The P-51 fighter, flown by famous Tuskegee ace pilot Retired Air Force Lt. Colonel Lee A. Archer, is in the Fantasy of Flight hangar where the other airmen spoke.
POLK CITY (2012-2-9) -

Three of the Tuskegee Airmen, the black pilots who helped break the military color barrier during World War II, shared their experiences Thursday at a public symposium at Fantasy of Flight in Polk City.

The large open hangar at the aviation attraction was a perfect setting for the three WWII veteran pilots - who are all in their 80s. Tuskegee Airmen were surrounded by vintage aircraft like the P-51 Mustang fighter.

Leo Gray, 87, of Ft. Lauderdale, George Hardy, 86, of Sarasota and Daniel Keel, 89, of Leesburg sat behind a table on an elevated platform looking out at an audience filled with high school students, veterans and members of the community who came to meet them.

All three men are members of the famous African American air corps that trained in Tuskegee during WWII. Their collective story of battling against the segregated military has been told in literature, in documentary films and on the big “Hollywood” screen.

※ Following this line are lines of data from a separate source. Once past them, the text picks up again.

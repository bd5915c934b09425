//! Chat Completions stream decoder.
//!
//! Each `data:` payload is a `chat.completion.chunk`:
//!
//! ```text
//! {"id":"..","model":"..","choices":[{"index":0,"delta":{"role":"assistant","content":"Hel"}}]}
//! {"choices":[{"index":0,"delta":{"tool_calls":[{"index":0,"function":{"arguments":"{\"a\":"}}]}}]}
//! {"choices":[],"usage":{"prompt_tokens":10,"completion_tokens":5,"total_tokens":15}}
//! data: [DONE]
//! ```
//!
//! Tool calls arrive as fragments keyed by `index`: the first carries
//! `id` and `function.name`, later ones only argument text.

use llm_conduit::sse::ParserConfig;
use llm_conduit::{ResponseAccumulator, Role, StreamDecoder};
use serde_json::Value;

use crate::convert::{convert_stop_reason, convert_usage};
use crate::types::StreamChunk;

/// [`StreamDecoder`] for the Chat Completions dialect.
#[derive(Debug, Clone, Copy, Default)]
pub struct OpenAiDecoder;

impl OpenAiDecoder {
    /// Creates a decoder.
    pub fn new() -> Self {
        Self
    }
}

impl StreamDecoder for OpenAiDecoder {
    fn dialect(&self) -> &'static str {
        "openai"
    }

    fn parser_config(&self) -> ParserConfig {
        ParserConfig::sse()
    }

    /// Every finished stream ends with `data: [DONE]`.
    fn requires_terminator(&self) -> bool {
        true
    }

    fn decode(&mut self, chunk: Value, acc: &mut ResponseAccumulator) {
        let chunk: StreamChunk = match serde_json::from_value(chunk) {
            Ok(chunk) => chunk,
            Err(e) => {
                tracing::debug!(error = %e, "Ignoring unrecognized OpenAI chunk");
                return;
            }
        };

        if let Some(error) = &chunk.error {
            tracing::warn!(
                code = ?error.code(),
                message = %error.message,
                "OpenAI reported an error mid-stream"
            );
            let reason = match error.code() {
                Some(code) => format!("{code}: {}", error.message),
                None => error.message.clone(),
            };
            acc.abort(reason);
            return;
        }
        if let Some(id) = &chunk.id {
            acc.set_id(id);
        }
        if let Some(model) = &chunk.model {
            acc.set_model(model);
        }

        for choice in chunk.choices {
            let index = choice.index;
            let delta = choice.delta;

            if let Some(role) = delta.role.as_deref().and_then(Role::parse) {
                acc.set_role(index, role);
            }
            if let Some(text) = &delta.content {
                acc.append_text(index, text);
            }
            if let Some(reasoning) = &delta.reasoning_content {
                acc.append_reasoning(index, reasoning);
            }
            for call in delta.tool_calls.unwrap_or_default() {
                let function = call.function.unwrap_or_default();
                acc.tool_call_delta(
                    index,
                    call.index,
                    call.id.as_deref(),
                    function.name.as_deref(),
                    function.arguments.as_deref(),
                );
            }
            for annotation in delta.annotations.unwrap_or_default() {
                acc.add_annotation(index, annotation);
            }
            if let Some(reason) = &choice.finish_reason {
                acc.set_finish_reason(index, convert_stop_reason(reason));
            }
        }

        // Sent once, on the final chunk, when `include_usage` was requested.
        if let Some(usage) = chunk.usage {
            acc.set_usage(convert_usage(usage));
        }
    }
}
//! Ollama `/api/chat` wire types.
//!
//! Streaming lines and the non-streaming body share one shape, so
//! [`ChatChunk`] serves both.

use std::borrow::Cow;
use std::collections::HashMap;

use llm_conduit::decoder::lenient;
use serde::{Deserialize, Serialize};
use serde_json::Value;

// ── Request types ──────────────────────────────────────────────────

/// Body of `POST /api/chat`.
#[derive(Debug, Serialize)]
pub(crate) struct Request<'a> {
    pub model: &'a str,
    pub messages: Vec<Message<'a>>,
    pub stream: bool,
    #[serde(skip_serializing_if = "Option::is_none")]
    pub options: Option<Options>,
    #[serde(skip_serializing_if = "Option::is_none")]
    pub tools: Option<Vec<Tool<'a>>>,
    /// `format`, `think`, `keep_alive` and the like.
    #[serde(flatten)]
    pub extra: &'a HashMap<String, Value>,
}

#[derive(Debug, Serialize)]
pub(crate) struct Message<'a> {
    pub role: &'static str,
    pub content: Cow<'a, str>,
    #[serde(skip_serializing_if = "Vec::is_empty")]
    pub images: Vec<&'a str>,
    #[serde(skip_serializing_if = "Vec::is_empty")]
    pub tool_calls: Vec<ToolCallRequest<'a>>,
    /// For `tool` messages: which tool produced this result.
    #[serde(skip_serializing_if = "Option::is_none")]
    pub tool_name: Option<&'a str>,
}

#[derive(Debug, Serialize)]
pub(crate) struct Options {
    #[serde(skip_serializing_if = "Option::is_none")]
    pub temperature: Option<f32>,
    #[serde(skip_serializing_if = "Option::is_none")]
    pub num_predict: Option<u32>,
}

#[derive(Debug, Serialize)]
pub(crate) struct ToolCallRequest<'a> {
    pub function: FunctionCallRequest<'a>,
}

#[derive(Debug, Serialize)]
pub(crate) struct FunctionCallRequest<'a> {
    pub name: &'a str,
    pub arguments: Value,
}

#[derive(Debug, Serialize)]
pub(crate) struct Tool<'a> {
    #[serde(rename = "type")]
    pub tool_type: &'static str,
    pub function: FunctionDef<'a>,
}

#[derive(Debug, Serialize)]
pub(crate) struct FunctionDef<'a> {
    pub name: &'a str,
    pub description: &'a str,
    pub parameters: &'a Value,
}

// ── Response types ─────────────────────────────────────────────────

/// One streamed line, or the whole non-streaming body.
///
/// Fields are lenient: one of an unexpected type reads as absent.
#[derive(Debug, Default, Deserialize)]
#[serde(default)]
pub(crate) struct ChatChunk {
    #[serde(deserialize_with = "lenient")]
    pub model: Option<String>,
    #[serde(deserialize_with = "lenient")]
    pub message: Option<ResponseMessage>,
    #[serde(deserialize_with = "lenient")]
    pub done: bool,
    /// `"stop"`, `"length"`, `"load"`, ...
    #[serde(deserialize_with = "lenient")]
    pub done_reason: Option<String>,
    #[serde(deserialize_with = "lenient")]
    pub prompt_eval_count: Option<u64>,
    #[serde(deserialize_with = "lenient")]
    pub eval_count: Option<u64>,
    /// Set instead of everything else when generation fails mid-stream.
    #[serde(deserialize_with = "lenient")]
    pub error: Option<String>,
}

#[derive(Debug, Default, Deserialize)]
#[serde(default)]
pub(crate) struct ResponseMessage {
    pub role: Option<String>,
    pub content: Option<String>,
    pub thinking: Option<String>,
    pub tool_calls: Vec<ToolCallResponse>,
}

#[derive(Debug, Default, Deserialize)]
#[serde(default)]
pub(crate) struct ToolCallResponse {
    pub function: FunctionCallResponse,
}

#[derive(Debug, Default, Deserialize)]
#[serde(default)]
pub(crate) struct FunctionCallResponse {
    pub name: String,
    pub arguments: Value,
}

// ── Error types ────────────────────────────────────────────────────

#[derive(Debug, Deserialize)]
pub(crate) struct ErrorResponse {
    pub error: String,
}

One of Keel’s more memorable moments came when he was with the first group of black officers to arrive at a Texas Army base for additional training on bombardiers. He said they were greeted by a white lieutenant colonel who laid down some rules.

“One we could not eat in the officers’ mess, two we could not go in the officers’ club, three if we go to the base theater we couldn’t sit in the officers’ section and four, if we go to town, we had to ride in the back of the bus,” Keel said. “I knew I was in trouble as soon as he said that.”

Keel and the other two Tuskegee Airmen are participating in additional public symposiums scheduled Friday and Saturday at Fantasy of Flight at 10:30 a.m. and 2:30 p.m., just off Exit 44 on Interstate 4.